MANILA - Justice Secretary Vitaliano Aguirre II said Friday he has ordered the National Bureau of Investigation (NBI) to look into an alleged destabilization plot against the administration involving opposition leaders.
The department order was released days after the justice chief publicly raised the possibility that some opposition leaders may be involved in the Marawi City attacks carried out by the terrorist Maute and Abu Sayyaf groups, said to be backed by the Islamic State.
Aguirre has drawn flak for making public accusations without verification.
"[T]he [NBI], through Director Dante A. Gierran, is hereby directed and granted authority to conduct investigation and case build-up over the alleged destabilization plot against the government of the Republic of the Philippines by some senators and other opposition leaders, and if evidence warrants, to file the appropriate cases against those who may be found liable," read Aguirre's Department Order No. 385, which also directs the bureau to conduct a case build-up.
The order had no other details, and did not name the personalities that Aguirre wants investigated. It also did not state what led the justice chief to issue the order.
The order bears the date June 7, 2017, the same day that Aguirre, in a press conference, bared receiving raw and unverified information about an alleged meeting in Marawi City among opposition Senators Bam Aquino and Antonio Trillanes IV, Magdalo party-list Rep. Gary Alejano, Aquino administration adviser for political affairs Ronald Llamas, and local leaders on May 2, three weeks before clashes began in Marawi City
Aguirre then said "it's probable, it's possible" that said meeting could have "sparked the terroristic acts in Marawi."
The Marawi attacks prompted President Rodrigo Duterte to declare martial law and suspend the privilege of the writ of habeas corpus in Mindanao.
"Hindi ko malaman why after they went there nagkagulo na after two weeks.

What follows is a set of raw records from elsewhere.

//! whisper.cpp adapter.
//!
//! Runs `whisper-server` against a `.bin` model and posts audio to its
//! `/inference` endpoint as multipart form data.

use std::path::PathBuf;
use std::time::Duration;

use async_trait::async_trait;
use serde_json::Value;

use lemonade_client::{ManagedProcess, SpawnOptions};
use lemonade_core::model::{ModelDescriptor, Recipe};
use lemonade_core::{Error, Result, SharedTelemetry};

use crate::backend::{BackendProcess, LoadOptions, TranscriptionBackend, WrappedBackend};
use crate::install;

const DEFAULT_VERSION: &str = "v1.7.6";
const READY_TIMEOUT: Duration = Duration::from_secs(120);
const READY_POLL: Duration = Duration::from_millis(100);
const PORT_HINT: u16 = 8301;

/// Transcription of a long clip can still take a while on CPU.
const TRANSCRIBE_TIMEOUT: Option<Duration> = Some(Duration::from_secs(600));

pub struct WhisperBackend {
    process: BackendProcess,
}

impl WhisperBackend {
    pub fn new() -> Self {
        Self {
            process: BackendProcess::new("whisper-server"),
        }
    }

    async fn resolve_executable(&self) -> Result<PathBuf> {
        if let Some(path) = install::env_override("LEMONADE_WHISPER_BIN") {
            return Ok(path);
        }
        let version = install::pinned_version("whispercpp", DEFAULT_VERSION);
        let url = format!(
            "https://github.com/ggml-org/whisper.cpp/releases/download/{version}/whisper-bin-{}-x64.zip",
            if cfg!(windows) { "win" } else { "linux" }
        );
        let exe = if cfg!(windows) {
            "whisper-server.exe"
        } else {
            "whisper-server"
        };
        install::ensure_archive_installed(self.process.client(), "whispercpp", &version, &url, exe)
            .await
    }
}

impl Default for WhisperBackend {
    fn default() -> Self {
        Self::new()
    }
}

#[async_trait]
impl WrappedBackend for WhisperBackend {
    fn name(&self) -> &str {
        "whisper-server"
    }

    fn recipe(&self) -> Recipe {
        Recipe::WhisperCpp
    }

    async fn install(&self) -> Result<()> {
        self.resolve_executable().await.map(|_| ())
    }

    async fn load(&mut self, descriptor: &ModelDescriptor, _options: &LoadOptions) -> Result<()> {
        let exe = self.resolve_executable().await?;
        let model_path = descriptor
            .resolved_path
            .clone()
            .filter(|p| p.is_file())
            .ok_or_else(|| {
                Error::validation(format!(
                    "whisper model {} has no .bin file on disk; pull it first",
                    descriptor.name
                ))
            })?;
        let port = self.process.choose_port(PORT_HINT)?;

        let args: Vec<String> = vec![
            "--model".into(),
            model_path.display().to_string(),
            "--host".into(),
            "127.0.0.1".into(),
            "--port".into(),
            port.to_string(),
        ];
        let process = ManagedProcess::spawn(&exe, &args, SpawnOptions::default())?;
        self.process.set_process(process);

        self.process
            .wait_for_ready("/", READY_TIMEOUT, READY_POLL)
            .await
    }

    async fn unload(&self) {
        self.process.stop().await;
    }

    fn base_url(&self) -> Option<String> {
        Some(self.process.host_url())
    }

    fn telemetry(&self) -> SharedTelemetry {
        self.process.telemetry()
    }

    async fn is_running(&self) -> bool {
        self.process.is_running().await
    }

    fn as_transcription(&self) -> Option<&dyn TranscriptionBackend> {
        Some(self)
    }
}

#[async_trait]
impl TranscriptionBackend for WhisperBackend {
    async fn transcribe(&self, request: &Value) -> Result<Value> {
        self.process
            .forward_multipart_request("/inference", request, TRANSCRIBE_TIMEOUT)
            .await
    }
}
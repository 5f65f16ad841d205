//! # mssql-testing
//!
//! Test infrastructure for the SQL Server driver crates.
//!
//! The centerpiece is an in-process mock TDS server that performs the
//! PRELOGIN and LOGIN7 exchange, records every request the client sends
//! and answers each one through a caller-supplied handler. Fixtures build
//! column metadata and raw cells for handler replies.
//!
//! ## Example
//!
//! ```rust,ignore
//! use mssql_testing::fixtures::{int, int_column, metadata, row};
//! use mssql_testing::{MockTdsServer, Reply, Request};
//!
//! let server = MockTdsServer::builder()
//!     .with_handler(|request: &Request| match request.statement().as_deref() {
//!         Some("SELECT 1") => Reply::new()
//!             .result_set(&metadata(vec![int_column("value")]), &[row(vec![int(1)])])
//!             .unwrap()
//!             .done(Some(1)),
//!         _ => Reply::affected(0),
//!     })
//!     .build()
//!     .await?;
//!
//! // Point a client at server.host() and server.port().
//! ```

#![warn(missing_docs)]
#![deny(unsafe_code)]

pub mod fixtures;
pub mod mock_server;

pub use mock_server::{
    Handler, MockServerBuilder, MockServerError, MockTdsServer, Reply, Request,
};
//! Codec error types.

use std::io;

use tds_protocol::ProtocolError;
use tds_protocol::packet::PacketType;
use thiserror::Error;

/// Errors raised while framing packets.
#[derive(Debug, Error)]
#[non_exhaustive]
pub enum CodecError {
    /// Raw transport failure outside a send or receive.
    #[error("io error: {0}")]
    Io(#[from] io::Error),

    /// The transport failed while a packet was being written.
    #[error("cannot send packet: {0}")]
    Send(#[source] io::Error),

    /// The transport failed while a packet was being read.
    #[error("cannot receive packet: {0}")]
    Receive(#[source] io::Error),

    /// Packet header length field is smaller than the header itself.
    #[error("invalid packet header")]
    InvalidHeader,

    /// Packet exceeds the configured maximum.
    #[error("packet too large: {size} bytes (max {max})")]
    PacketTooLarge {
        /// Actual size.
        size: usize,
        /// Maximum allowed.
        max: usize,
    },

    /// The peer closed the connection.
    #[error("connection closed")]
    ConnectionClosed,

    /// A read was started while an outgoing message was still unfinished.
    #[error("outgoing packet not finished")]
    PacketPending,

    /// A write primitive was called without `begin_packet`.
    #[error("no outgoing packet started")]
    NoPacketStarted,

    /// The incoming message ended before the requested bytes were read.
    #[error("unexpected end of message")]
    UnexpectedEndOfMessage,

    /// A continuation packet changed type mid-message.
    #[error("unexpected packet type: expected {expected:?}, got {actual:?}")]
    UnexpectedPacketType {
        /// Type of the message being read.
        expected: PacketType,
        /// Type carried by the continuation packet.
        actual: PacketType,
    },

    /// Malformed header contents.
    #[error("protocol error: {0}")]
    Protocol(#[from] ProtocolError),
}

impl CodecError {
    /// Attach send context to a transport error.
    #[must_use]
    pub fn sending(self) -> Self {
        match self {
            Self::Io(e) => Self::Send(e),
            other => other,
        }
    }

    /// Attach receive context to a transport error.
    #[must_use]
    pub fn receiving(self) -> Self {
        match self {
            Self::Io(e) if e.kind() == io::ErrorKind::UnexpectedEof => Self::ConnectionClosed,
            Self::Io(e) => Self::Receive(e),
            other => other,
        }
    }

    /// Whether the connection can no longer be used.
    #[must_use]
    pub fn is_connection_error(&self) -> bool {
        matches!(
            self,
            Self::Io(_) | Self::Send(_) | Self::Receive(_) | Self::ConnectionClosed
        )
    }
}
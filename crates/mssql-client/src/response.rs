//! Reading one response message into a [`QueryResult`].
//!
//! Tokens are applied strictly in the order the server sent them. ROW and
//! NBCROW cells are decoded against the most recent COLMETADATA; encrypted
//! cells go through the [`CellDecryptor`] first. A server ERROR does not stop
//! the loop: the rest of the message is consumed so the connection stays in
//! sync, then the first error is returned.

use std::sync::Arc;

use mssql_codec::PacketBuffer;
use mssql_types::{SqlValue, decode_value};
use tds_protocol::token::{ColumnData, CryptoMetadata};
use tds_protocol::{
    ColMetaData, Done, EnvChange, EnvChangeType, PacketType, ProtocolError, ServerMessage, Token,
    TokenParser, TokenType, TypeInfo,
};
use tokio::io::{AsyncRead, AsyncWrite};

use crate::encryption::CellDecryptor;
use crate::error::{Error, Result};
use crate::result::{OutputParam, QueryResult, ResultSet};
use crate::row::Column;
use crate::state::{LogFlags, Session};

/// Read and apply the next response message.
pub(crate) async fn read_response<T>(
    buffer: &mut PacketBuffer<T>,
    session: &mut Session,
    decryptor: &CellDecryptor,
) -> Result<QueryResult>
where
    T: AsyncRead + AsyncWrite + Unpin,
{
    let message = buffer.read_message().await?;
    if message.packet_type != PacketType::TabularResult {
        return Err(ProtocolError::InvalidPacketType(message.packet_type as u8).into());
    }
    session.spid = buffer.server_spid();
    if session.logs(LogFlags::PACKETS) {
        tracing::debug!(len = message.payload.len(), spid = session.spid, "response received");
    }

    let parser = TokenParser::new(message.payload)
        .with_column_encryption(session.features.column_encryption());
    let mut response = Response::new(parser);
    response.run(session, decryptor).await?;

    if let Some(size) = response.packet_size {
        buffer.set_packet_size(size);
        session.packet_size = buffer.packet_size();
    }
    match response.first_error {
        Some(err) => Err(err),
        None => Ok(response.result),
    }
}

/// Apply an ENVCHANGE to the session.
///
/// Returns the new packet size when the change carries one; the caller owns
/// the packet buffer and must adopt it.
pub(crate) fn apply_env_change(session: &mut Session, env: &EnvChange) -> Option<usize> {
    if let Some(db) = env.new_database() {
        tracing::debug!(database = db, "database changed");
        session.database = Some(db.to_owned());
    }
    if let Some(collation) = env.collation() {
        session.collation = Some(collation);
    }
    if let Some(descriptor) = env.transaction_descriptor() {
        if session.logs(LogFlags::TRANSACTION) {
            tracing::debug!(env_type = ?env.env_type, descriptor, "transaction descriptor changed");
        }
        session.transaction_descriptor = match env.env_type {
            EnvChangeType::CommitTransaction | EnvChangeType::RollbackTransaction => 0,
            _ => descriptor,
        };
    }
    env.packet_size()
}

/// Log a server message according to the session's flags.
pub(crate) fn log_server_message(session: &Session, msg: &ServerMessage) {
    if msg.is_error() {
        if session.logs(LogFlags::ERRORS) {
            tracing::debug!(
                number = msg.number,
                state = msg.state,
                class = msg.class,
                procedure = %msg.procedure,
                line = msg.line,
                "server error: {}",
                msg.message
            );
        }
    } else if session.logs(LogFlags::MESSAGES) {
        tracing::debug!(number = msg.number, "server message: {}", msg.message);
    }
}

struct Response {
    parser: TokenParser,
    metadata: Option<ColMetaData>,
    result: QueryResult,
    first_error: Option<Error>,
    packet_size: Option<usize>,
}

impl Response {
    fn new(parser: TokenParser) -> Self {
        Self {
            parser,
            metadata: None,
            result: QueryResult::default(),
            first_error: None,
            packet_size: None,
        }
    }

    async fn run(&mut self, session: &mut Session, decryptor: &CellDecryptor) -> Result<()> {
        while let Some(token) = self.parser.next_token_with_metadata(self.metadata.as_ref())? {
            match token {
                Token::ColMetaData(meta) => self.start_result_set(meta),
                Token::Row(raw) | Token::NbcRow(raw) => {
                    let meta = self
                        .metadata
                        .as_ref()
                        .ok_or(ProtocolError::MissingMetadata("ROW"))?;
                    let mut values = Vec::with_capacity(raw.values.len());
                    for (column, cell) in meta.columns.iter().zip(&raw.values) {
                        values.push(decode_cell(meta, column, cell.as_deref(), decryptor).await?);
                    }
                    if let Some(set) = self.result.result_sets.last_mut() {
                        set.push(values);
                    }
                }
                Token::Done(done) | Token::DoneProc(done) | Token::DoneInProc(done) => {
                    self.done(session, &done);
                }
                Token::ReturnStatus(status) => self.result.return_status = Some(status),
                Token::ReturnValue(rv) => {
                    let value = match &rv.crypto {
                        Some(crypto) => {
                            let cek_table = self
                                .metadata
                                .as_ref()
                                .map_or(&[][..], |m| m.cek_table.as_slice());
                            decryptor.decrypt(cek_table, crypto, rv.value.as_deref()).await?
                        }
                        None => decode_plain(&rv.type_info, rv.value.as_deref())?,
                    };
                    self.result.output_params.push(OutputParam {
                        name: rv.param_name,
                        ordinal: rv.param_ordinal,
                        value,
                    });
                }
                Token::Error(msg) => {
                    log_server_message(session, &msg);
                    if self.first_error.is_none() {
                        self.first_error = Some(Error::from(&msg));
                    }
                }
                Token::Info(msg) => {
                    log_server_message(session, &msg);
                    self.result.messages.push(msg);
                }
                Token::EnvChange(env) => {
                    if let Some(size) = apply_env_change(session, &env) {
                        self.packet_size = Some(size);
                    }
                }
                Token::Order(columns) => {
                    if session.logs(LogFlags::DEBUG) {
                        tracing::debug!(?columns, "ORDER");
                    }
                }
                Token::SessionState(_) => {}
                Token::LoginAck(_) => return Err(unexpected(TokenType::LoginAck)),
                Token::FeatureExtAck(_) => return Err(unexpected(TokenType::FeatureExtAck)),
                Token::Sspi(_) => return Err(unexpected(TokenType::Sspi)),
                Token::FedAuthInfo(_) => return Err(unexpected(TokenType::FedAuthInfo)),
            }
        }
        Ok(())
    }

    fn start_result_set(&mut self, meta: ColMetaData) {
        if meta.columns.is_empty() {
            self.metadata = None;
            return;
        }
        let columns: Arc<[Column]> = meta
            .columns
            .iter()
            .enumerate()
            .map(|(i, c)| Column::from_metadata(i, c))
            .collect();
        self.result.result_sets.push(ResultSet::new(columns));
        self.metadata = Some(meta);
    }

    fn done(&mut self, session: &Session, done: &Done) {
        if let Some(count) = done.rows_affected() {
            self.result.rows_affected += count;
            if session.logs(LogFlags::ROWS) {
                tracing::debug!(rows = count, "rows affected");
            }
        }
        if done.has_error() && self.first_error.is_none() && session.logs(LogFlags::ERRORS) {
            tracing::debug!(status = ?done.status, "DONE reported an error without an ERROR token");
        }
    }
}

/// Login-phase tokens never belong in a query response.
fn unexpected(token: TokenType) -> Error {
    ProtocolError::InvalidTokenType(token as u8).into()
}

async fn decode_cell(
    meta: &ColMetaData,
    column: &ColumnData,
    cell: Option<&[u8]>,
    decryptor: &CellDecryptor,
) -> Result<SqlValue> {
    match &column.crypto {
        Some(crypto) => decrypt_cell(meta, crypto, cell, decryptor).await,
        None => decode_plain(&column.type_info, cell),
    }
}

async fn decrypt_cell(
    meta: &ColMetaData,
    crypto: &CryptoMetadata,
    cell: Option<&[u8]>,
    decryptor: &CellDecryptor,
) -> Result<SqlValue> {
    decryptor.decrypt(&meta.cek_table, crypto, cell).await
}

/// Decode a plaintext cell, keeping the column type on NULL.
fn decode_plain(info: &TypeInfo, cell: Option<&[u8]>) -> Result<SqlValue> {
    match cell {
        None => Ok(SqlValue::TypedNull(info.decl_type_id)),
        Some(data) => Ok(decode_value(info, Some(data))?),
    }
}
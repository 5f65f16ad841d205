//! UNIQUEIDENTIFIER byte order.
//!
//! The first three groups of a GUID travel little-endian, the last eight
//! bytes as-is. The swap is its own inverse.

use uuid::Uuid;

use crate::error::TypeError;

fn swap(bytes: &[u8; 16]) -> [u8; 16] {
    let mut out = *bytes;
    out[..4].reverse();
    out[4..6].reverse();
    out[6..8].reverse();
    out
}

/// Convert a UUID to its wire bytes.
#[must_use]
pub fn to_wire(value: &Uuid) -> [u8; 16] {
    swap(value.as_bytes())
}

/// Convert wire bytes to a UUID.
pub fn from_wire(data: &[u8]) -> Result<Uuid, TypeError> {
    let bytes: &[u8; 16] = data
        .try_into()
        .map_err(|_| TypeError::InvalidUuid(format!("expected 16 bytes, got {}", data.len())))?;
    Ok(Uuid::from_bytes(swap(bytes)))
}
#![no_main]

use libfuzzer_sys::fuzz_target;
use tds_protocol::Login7;

fuzz_target!(|data: &[u8]| {
    let _ = Login7::decode(data);
});
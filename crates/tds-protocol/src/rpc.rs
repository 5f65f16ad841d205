//! RPC (Remote Procedure Call) request encoding.
//!
//! RPC requests (packet type 0x03) call stored procedures. Parameterized
//! queries go through `sp_executesql`, addressed by its well-known id.
//!
//! ## Wire Format
//!
//! ```text
//! ALL_HEADERS
//! ProcName (US_VARCHAR) | 0xFFFF + ProcID (u16)
//! OptionFlags (u16)
//! { ParamName (B_VARCHAR), StatusFlags (u8), TYPE_INFO, value }*
//! ```

use bitflags::bitflags;
use bytes::{Buf, BufMut, Bytes, BytesMut};

use crate::codec::{encode_utf16, ensure, read_b_varchar, read_utf16_string, write_b_varchar};
use crate::codec::write_us_varchar;
use crate::error::ProtocolError;
use crate::sql_batch::{read_all_headers, write_all_headers};
use crate::types::{PLP_MARKER, TypeId, TypeInfo};
use crate::value::{read_value, write_value};

/// Name length value announcing a well-known procedure id.
const PROC_ID_MARKER: u16 = 0xFFFF;

/// Longest NVARCHAR, in bytes, that is not sent as MAX.
const MAX_INLINE_NVARCHAR_BYTES: usize = 8000;

/// Well-known stored procedure ids.
#[derive(Debug, Clone, Copy, PartialEq, Eq)]
#[repr(u16)]
pub enum ProcId {
    /// sp_executesql
    ExecuteSql = 0x000A,
    /// sp_prepexec
    PrepExec = 0x000D,
    /// sp_unprepare
    Unprepare = 0x000F,
}

impl ProcId {
    fn from_u16(value: u16) -> Option<Self> {
        match value {
            0x000A => Some(Self::ExecuteSql),
            0x000D => Some(Self::PrepExec),
            0x000F => Some(Self::Unprepare),
            _ => None,
        }
    }
}

/// Target of an RPC request.
#[derive(Debug, Clone, PartialEq, Eq)]
pub enum Procedure {
    /// A procedure called by name.
    Named(String),
    /// A well-known procedure id.
    Id(ProcId),
}

bitflags! {
    /// RPC parameter status flags.
    #[derive(Debug, Clone, Copy, PartialEq, Eq, Default)]
    pub struct ParamFlags: u8 {
        /// Output parameter.
        const BY_REF = 0x01;
        /// Use the parameter's default value.
        const DEFAULT = 0x02;
        /// Value is Always Encrypted ciphertext.
        const ENCRYPTED = 0x08;
    }
}

/// An RPC parameter with an already-encoded value.
#[derive(Debug, Clone, PartialEq, Eq)]
pub struct RpcParam {
    /// Parameter name including the leading `@`; empty for positional.
    pub name: String,
    /// Status flags.
    pub flags: ParamFlags,
    /// Wire and declared type.
    pub type_info: TypeInfo,
    /// Encoded value; `None` is NULL.
    pub value: Option<Bytes>,
}

impl RpcParam {
    /// Create an input parameter.
    pub fn new(name: impl Into<String>, type_info: TypeInfo, value: Option<Bytes>) -> Self {
        Self {
            name: name.into(),
            flags: ParamFlags::empty(),
            type_info,
            value,
        }
    }

    /// An NVARCHAR parameter holding `text`, sent as MAX when it is long.
    pub fn nvarchar(name: impl Into<String>, text: &str) -> Self {
        let value = encode_utf16(text);
        let max_length = if value.len() > MAX_INLINE_NVARCHAR_BYTES {
            u32::from(PLP_MARKER)
        } else {
            value.len().max(2) as u32
        };
        Self::new(
            name,
            TypeInfo::new(TypeId::NVarChar).with_max_length(max_length),
            Some(value),
        )
    }

    /// Mark as an output parameter.
    #[must_use]
    pub fn as_output(mut self) -> Self {
        self.flags.insert(ParamFlags::BY_REF);
        self
    }

    /// Declaration fragment, e.g. `@p1 nvarchar(max) output`.
    #[must_use]
    pub fn declaration(&self) -> String {
        let mut decl = format!("{} {}", self.name, self.type_info.decl_name());
        if self.flags.contains(ParamFlags::BY_REF) {
            decl.push_str(" output");
        }
        decl
    }

    /// Encode name, flags, TYPE_INFO and value.
    pub fn encode(&self, dst: &mut impl BufMut) -> Result<(), ProtocolError> {
        write_b_varchar(dst, &self.name);
        dst.put_u8(self.flags.bits());
        self.type_info.encode(dst);
        write_value(dst, &self.type_info, self.value.as_deref())
    }

    fn decode(src: &mut impl Buf) -> Result<Self, ProtocolError> {
        let name = read_b_varchar(src)?;
        ensure(src, 1)?;
        let flags = ParamFlags::from_bits_retain(src.get_u8());
        let type_info = TypeInfo::decode(src)?;
        let value = read_value(src, &type_info)?;
        Ok(Self {
            name,
            flags,
            type_info,
            value,
        })
    }
}

/// RPC request.
#[derive(Debug, Clone, PartialEq, Eq)]
pub struct RpcRequest {
    /// Procedure to call.
    pub procedure: Procedure,
    /// Option flags.
    pub options: u16,
    /// Parameters in order.
    pub params: Vec<RpcParam>,
}

impl RpcRequest {
    /// Call a procedure by name.
    pub fn named(name: impl Into<String>) -> Self {
        Self {
            procedure: Procedure::Named(name.into()),
            options: 0,
            params: Vec::new(),
        }
    }

    /// Call `sp_executesql` with the statement, its parameter declaration
    /// list, and the parameters themselves.
    pub fn execute_sql(sql: &str, params: Vec<RpcParam>) -> Self {
        let mut all = Vec::with_capacity(params.len() + 2);
        all.push(RpcParam::nvarchar("", sql));
        if !params.is_empty() {
            let declarations = params
                .iter()
                .map(RpcParam::declaration)
                .collect::<Vec<_>>()
                .join(", ");
            all.push(RpcParam::nvarchar("", &declarations));
        }
        all.extend(params);
        Self {
            procedure: Procedure::Id(ProcId::ExecuteSql),
            options: 0,
            params: all,
        }
    }

    /// Add a parameter.
    #[must_use]
    pub fn param(mut self, param: RpcParam) -> Self {
        self.params.push(param);
        self
    }

    /// Encode the request payload.
    pub fn encode(&self, transaction_descriptor: u64) -> Result<Bytes, ProtocolError> {
        let mut buf = BytesMut::with_capacity(256);
        write_all_headers(&mut buf, transaction_descriptor);
        match &self.procedure {
            Procedure::Id(id) => {
                buf.put_u16_le(PROC_ID_MARKER);
                buf.put_u16_le(*id as u16);
            }
            Procedure::Named(name) => write_us_varchar(&mut buf, name),
        }
        buf.put_u16_le(self.options);
        for param in &self.params {
            param.encode(&mut buf)?;
        }
        Ok(buf.freeze())
    }

    /// Decode a request payload into its transaction descriptor and request.
    pub fn decode(payload: &[u8]) -> Result<(u64, Self), ProtocolError> {
        let mut src = payload;
        let descriptor = read_all_headers(&mut src)?.unwrap_or(0);
        ensure(&src, 2)?;
        let name_len = src.get_u16_le();
        let procedure = if name_len == PROC_ID_MARKER {
            ensure(&src, 2)?;
            let raw = src.get_u16_le();
            Procedure::Id(ProcId::from_u16(raw).ok_or(ProtocolError::InvalidField {
                field: "procedure id",
                value: u32::from(raw),
            })?)
        } else {
            Procedure::Named(read_utf16_string(&mut src, usize::from(name_len))?)
        };
        ensure(&src, 2)?;
        let options = src.get_u16_le();
        let mut params = Vec::new();
        while src.has_remaining() {
            params.push(RpcParam::decode(&mut src)?);
        }
        Ok((
            descriptor,
            Self {
                procedure,
                options,
                params,
            },
        ))
    }
}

They met with the people there, they met with several families there," Aguirre had told reporters on Wednesday.
Aguirre, however, later cleared Aquino, clarifying that "further verification" has established that the lawmaker "was not present in the alleged meeting of opposition leaders said to have been held in Marawi City on May 2, 2017."
Aguirre also apologized to the Alonto and Lucman clans in the city, whom he also mentioned to have met with the opposition leaders, explaining that "no member of both families ever met with Sen. Trillanes, Congressman Alejano, and Ronald Llamas."
Senators Grace Poe and Leila De Lima slammed what they called "fake news" coming from the justice secretary.
Poe, chairperson of the Senate Committee on Mass Media, said: "What makes it worse is when the Justice Secretary himself willingly exploits and amplifies such fake news like a troll without a modicum of effort to at least verify the same just to malign political opponents."
De Lima, detained on drug charges, called Aguirre the Duterte administration's "clown" and described the justice chief's statements as a "bungling accusation" against opposition members.
Aguirre insisted he was "unfortunately misquoted by some reporters."
During his June 7 press conference, Aguirre stressed that the information he received needed verification and suggested "government should look into" the alleged opposition meeting in Marawi.